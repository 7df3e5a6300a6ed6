use std::ptr;

use windows_sys::Win32::Networking::WinSock::{
    SOCKET_ERROR, WSABUF, WSA_IO_PENDING, WSARecv, WSASend,
};

use crate::backend::Tick;
use crate::error::{DestroyError, ErrorCode, FatalError, QueueError};
use crate::handler::IoComplete;
use crate::operation::{Direction, DockHandle, Operation};
use crate::registry::RawHandle;

use super::socket::Socket;
use super::{Entry, OpKind, OverlappedBlock, PendingOp, Server, last_socket_error, map_native};

/// Per-connection container of one read slot and one write slot.
///
/// Each slot owns a pinned overlapped block; the block's address is what the
/// completion record is matched against when the OS reports the result.
pub(crate) struct Dock {
    socket: Socket,
    read: Port,
    write: Port,
}

impl Dock {
    fn port(&self, direction: Direction) -> &Port {
        match direction {
            Direction::Read => &self.read,
            Direction::Write => &self.write,
        }
    }

    fn port_mut(&mut self, direction: Direction) -> &mut Port {
        match direction {
            Direction::Read => &mut self.read,
            Direction::Write => &mut self.write,
        }
    }

    pub(crate) fn into_socket(self) -> Socket {
        self.socket
    }
}

/// One operation slot. Armed from queue time until its completion callback
/// has been taken for delivery.
struct Port {
    armed: Option<Armed>,
    overlapped: Box<OverlappedBlock>,
}

struct Armed {
    buffer: Vec<u8>,
    on_complete: IoComplete,
}

impl Port {
    fn idle() -> Self {
        Self {
            armed: None,
            overlapped: OverlappedBlock::boxed(),
        }
    }

    fn is_active(&self) -> bool {
        self.armed.is_some()
    }
}

fn syscall_name(direction: Direction) -> &'static str {
    match direction {
        Direction::Read => "WSARecv",
        Direction::Write => "WSASend",
    }
}

impl Server {
    /// Moves an accepted socket into the runtime and sets up its two idle
    /// operation slots.
    pub fn create_dock(&mut self, socket: Socket) -> Result<DockHandle, FatalError> {
        self.ensure_capacity()?;
        let token = self.entries.insert(Entry::Dock(Dock {
            socket,
            read: Port::idle(),
            write: Port::idle(),
        }));
        Ok(DockHandle::new(token))
    }

    /// Queues an asynchronous read into `buffer`.
    ///
    /// Rejected without contacting the OS when the buffer exceeds the
    /// operation size limit or the read slot is already armed; the rejection
    /// carries the buffer back. The callback fires exactly once, from inside
    /// [`Server::tick`], with the transferred byte count; a classified
    /// synchronous submission failure consumes the operation and fires the
    /// callback immediately with zero bytes.
    pub fn queue_read<F>(
        &mut self,
        dock: DockHandle,
        buffer: Vec<u8>,
        on_complete: F,
    ) -> Result<(), QueueError>
    where
        F: FnOnce(&mut Server, ErrorCode, Operation, u32) -> bool + 'static,
    {
        self.queue(dock, Direction::Read, buffer, Box::new(on_complete))
    }

    /// Queues an asynchronous write of `buffer`.
    ///
    /// Independent of the read slot; a read may be in flight while a write
    /// is queued and vice versa. Same rejection and delivery contract as
    /// [`Server::queue_read`].
    pub fn queue_write<F>(
        &mut self,
        dock: DockHandle,
        buffer: Vec<u8>,
        on_complete: F,
    ) -> Result<(), QueueError>
    where
        F: FnOnce(&mut Server, ErrorCode, Operation, u32) -> bool + 'static,
    {
        self.queue(dock, Direction::Write, buffer, Box::new(on_complete))
    }

    fn queue(
        &mut self,
        dock: DockHandle,
        direction: Direction,
        buffer: Vec<u8>,
        on_complete: IoComplete,
    ) -> Result<(), QueueError> {
        if buffer.len() > i32::MAX as usize {
            return Err(QueueError::BufferTooLarge {
                len: buffer.len(),
                buffer,
            });
        }
        let token = dock.token();
        let Some(Entry::Dock(entry)) = self.entries.get_mut(token) else {
            return Err(QueueError::StaleDock { buffer });
        };
        if entry.port(direction).is_active() {
            return Err(QueueError::SlotBusy { direction, buffer });
        }

        let socket = entry.socket.as_raw();
        let port = entry.port_mut(direction);
        port.overlapped.clear();
        let overlapped = port.overlapped.as_mut_ptr();
        port.armed = Some(Armed {
            buffer,
            on_complete,
        });
        let armed = port.armed.as_mut().expect("slot was just armed");
        let mut wsa_buffer = WSABUF {
            len: armed.buffer.len() as u32,
            buf: armed.buffer.as_mut_ptr(),
        };

        let result = match direction {
            Direction::Read => {
                let mut flags = 0u32;
                unsafe {
                    WSARecv(socket, &mut wsa_buffer, 1, ptr::null_mut(), &mut flags, overlapped, None)
                }
            }
            Direction::Write => unsafe {
                WSASend(socket, &wsa_buffer, 1, ptr::null_mut(), 0, overlapped, None)
            },
        };

        if result == SOCKET_ERROR {
            let code = map_native(last_socket_error());
            if code != WSA_IO_PENDING {
                let Some(Entry::Dock(entry)) = self.entries.get_mut(token) else {
                    unreachable!("dock vanished while queueing");
                };
                let armed = entry
                    .port_mut(direction)
                    .armed
                    .take()
                    .expect("slot was just armed");
                return match ErrorCode::classify(code) {
                    // The operation is consumed; the failure is its result.
                    Some(classified) => {
                        let operation = Operation::new(dock, direction, armed.buffer);
                        if !(armed.on_complete)(self, classified, operation, 0) {
                            self.stop_pending = true;
                        }
                        Ok(())
                    }
                    None => Err(QueueError::Arm {
                        source: FatalError::os(syscall_name(direction), code),
                        buffer: armed.buffer,
                    }),
                };
            }
        }

        // Submitted, or completed synchronously; either way the completion
        // record arrives through the port.
        let address = match self.entries.get(token) {
            Some(Entry::Dock(entry)) => entry.port(direction).overlapped.address(),
            _ => unreachable!("dock vanished while queueing"),
        };
        self.in_flight.insert(
            address,
            PendingOp {
                token,
                kind: OpKind::Io(direction),
            },
        );
        Ok(())
    }

    /// Whether `direction`'s slot on `dock` currently has an operation in
    /// flight.
    pub fn operation_active(&self, dock: DockHandle, direction: Direction) -> bool {
        matches!(
            self.entries.get(dock.token()),
            Some(Entry::Dock(entry)) if entry.port(direction).is_active()
        )
    }

    /// Destroys a dock and closes its socket.
    ///
    /// Refused while either slot still has an operation in flight; there is
    /// no cancellation, so teardown has to wait for the completion. Calling
    /// this with a stale handle is a no-op.
    pub fn destroy_dock(&mut self, dock: DockHandle) -> Result<(), DestroyError> {
        let token = dock.token();
        match self.entries.get(token) {
            Some(Entry::Dock(entry)) => {
                for direction in [Direction::Read, Direction::Write] {
                    if entry.port(direction).is_active() {
                        return Err(DestroyError::OperationPending(direction));
                    }
                }
            }
            _ => return Ok(()),
        }
        let Some(Entry::Dock(mut entry)) = self.entries.remove(token) else {
            unreachable!("dock entry was just inspected");
        };
        entry.socket.destroy()?;
        Ok(())
    }

    /// Delivers the completion of an overlapped read or write.
    pub(crate) fn complete_io(
        &mut self,
        token: RawHandle,
        direction: Direction,
        failure: i32,
        bytes: u32,
    ) -> Result<Tick, FatalError> {
        let armed = match self.entries.get_mut(token) {
            Some(Entry::Dock(entry)) => {
                // A spurious completion for an idle slot is not an error.
                let Some(armed) = entry.port_mut(direction).armed.take() else {
                    return Ok(Tick::Continue);
                };
                armed
            }
            _ => return Ok(Tick::Continue),
        };

        let code = if failure == 0 {
            ErrorCode::Ok
        } else {
            ErrorCode::classify(failure).expect("tick pre-classifies failures")
        };
        let operation = Operation::new(DockHandle::new(token), direction, armed.buffer);
        let keep_going = (armed.on_complete)(self, code, operation, bytes);
        Ok(if keep_going {
            Tick::Continue
        } else {
            Tick::Stopped
        })
    }
}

########

§ **Task to carry out**: Copy out all lines above holding "from".

§ **Answer to this exercise**:
/// One operation slot. Armed from queue time until its completion callback
    /// carries the buffer back. The callback fires exactly once, from inside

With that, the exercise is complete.